A sessão que arranca hoje será a oitava ordinária da nona legislatura e vai prolongar-se, indicativamente, até 23 de maio próximo, data que pode ser ainda alterada em função do ritmo dos trabalhos.

Dezenas de matérias estão arroladas para as reuniões plenárias, mas o chamado pacote sobre a descentralização deverá, desde já, suscitar o interesse da sociedade moçambicana, até porque inclui a primeira lei sobre a eleição de governadores na história de Moçambique.

Caso o diploma seja aprovado, os governadores deixam de ser nomeados pelo Presidente da República, como vinha acontecendo desde a independência do país em 1975, passando a ser eleitos em cada um dos 11 círculos eleitorais do país.

O governador a eleger vai dirigir o conselho executivo provincial, que será o governo da província, e terá a seu cargo matérias de interesse das populações locais, à exceção de assuntos de soberania nacional, que vão continuar na jurisdição do executivo central.

Para zelar pelo respeito das competências do governo central, o chefe de Estado terá o poder de nomear um secretário de Estado em cada uma das 11 províncias do país.

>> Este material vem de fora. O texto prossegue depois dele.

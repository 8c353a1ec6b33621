//! Contract ABI words
//!
//! Every static value occupies one 32-byte word: numbers right-aligned
//! big-endian, fixed byte strings left-aligned. [`Packed`] builds the
//! tightly packed form hashed into registry identifiers.

use alloy_primitives::{keccak256, Address, B256, U256};

pub const WORD: usize = 32;

/// Right-align a number in a word
pub fn uint_word(value: U256) -> [u8; WORD] {
    value.to_be_bytes::<WORD>()
}

/// Left-align up to 32 bytes in a word
pub fn left_aligned_word(bytes: &[u8]) -> [u8; WORD] {
    let mut word = [0u8; WORD];
    let n = bytes.len().min(WORD);
    word[..n].copy_from_slice(&bytes[..n]);
    word
}

pub fn address_word(address: &Address) -> [u8; WORD] {
    let mut word = [0u8; WORD];
    word[12..].copy_from_slice(address.as_slice());
    word
}

pub fn bool_word(value: bool) -> [u8; WORD] {
    uint_word(U256::from(value as u8))
}

/// Borrow the `index`-th word of `data`, `None` when out of range
pub fn word_at(data: &[u8], index: usize) -> Option<&[u8]> {
    let start = index.checked_mul(WORD)?;
    let end = start.checked_add(WORD)?;
    data.get(start..end)
}

/// `abi.encodePacked` builder: values are concatenated at their natural width
#[derive(Debug, Default)]
pub struct Packed {
    buf: Vec<u8>,
}

impl Packed {
    pub fn new() -> Self {
        Self::default()
    }

    pub fn u16(mut self, value: u16) -> Self {
        self.buf.extend_from_slice(&value.to_be_bytes());
        self
    }

    pub fn u32(mut self, value: u32) -> Self {
        self.buf.extend_from_slice(&value.to_be_bytes());
        self
    }

    pub fn u64(mut self, value: u64) -> Self {
        self.buf.extend_from_slice(&value.to_be_bytes());
        self
    }

    pub fn address(mut self, value: &Address) -> Self {
        self.buf.extend_from_slice(value.as_slice());
        self
    }

    pub fn bool(mut self, value: bool) -> Self {
        self.buf.push(value as u8);
        self
    }

    pub fn bytes(mut self, value: &[u8]) -> Self {
        self.buf.extend_from_slice(value);
        self
    }

    pub fn finish(self) -> Vec<u8> {
        self.buf
    }

    pub fn keccak(self) -> B256 {
        keccak256(self.finish())
    }
}

#[cfg(test)]
mod tests {
    use super::*;

    #[test]
    fn test_word_alignment() {
        assert_eq!(uint_word(U256::from(1))[31], 1);
        assert_eq!(&left_aligned_word(b"ab")[..2], b"ab");
        assert!(left_aligned_word(b"ab")[2..].iter().all(|b| *b == 0));
        assert_eq!(&address_word(&Address::repeat_byte(0x11))[12..], &[0x11; 20]);
        assert_eq!(bool_word(true)[31], 1);
    }

    #[test]
    fn test_word_at_bounds() {
        let data = [uint_word(U256::from(7)), uint_word(U256::from(9))].concat();
        assert_eq!(word_at(&data, 1).map(U256::from_be_slice), Some(U256::from(9)));
        assert_eq!(word_at(&data, 2), None);
        assert_eq!(word_at(&data[..40], 1), None);
    }

    #[test]
    fn test_word_at_huge_index_is_none() {
        let data = [0u8; 64];
        assert_eq!(word_at(&data, usize::MAX), None);
        assert_eq!(word_at(&data, usize::MAX / WORD), None);
        assert_eq!(word_at(&data, (u64::MAX as usize - 15) / WORD), None);
    }

    #[test]
    fn test_packed_widths() {
        let packed = Packed::new().u16(1).address(&Address::ZERO).bool(true).u32(0).finish();
        assert_eq!(packed.len(), 2 + 20 + 1 + 4);
        assert_eq!(packed[1], 1);
        assert_eq!(packed[22], 1);
    }
}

O pacote sobre a descentralização resulta dos acordos entre o Governo moçambicano e a Resistência Nacional Moçambicana (Renamo), principal partido da oposição, no âmbito das negociações sobre a paz.

A Assembleia da República de Moçambique é constituída por 250 deputados, sendo 144 da Frente de Libertação de Moçambique (Frelimo), partido no poder, 89 da Renamo, e 17 do Movimento Democrático de Moçambique (MDM).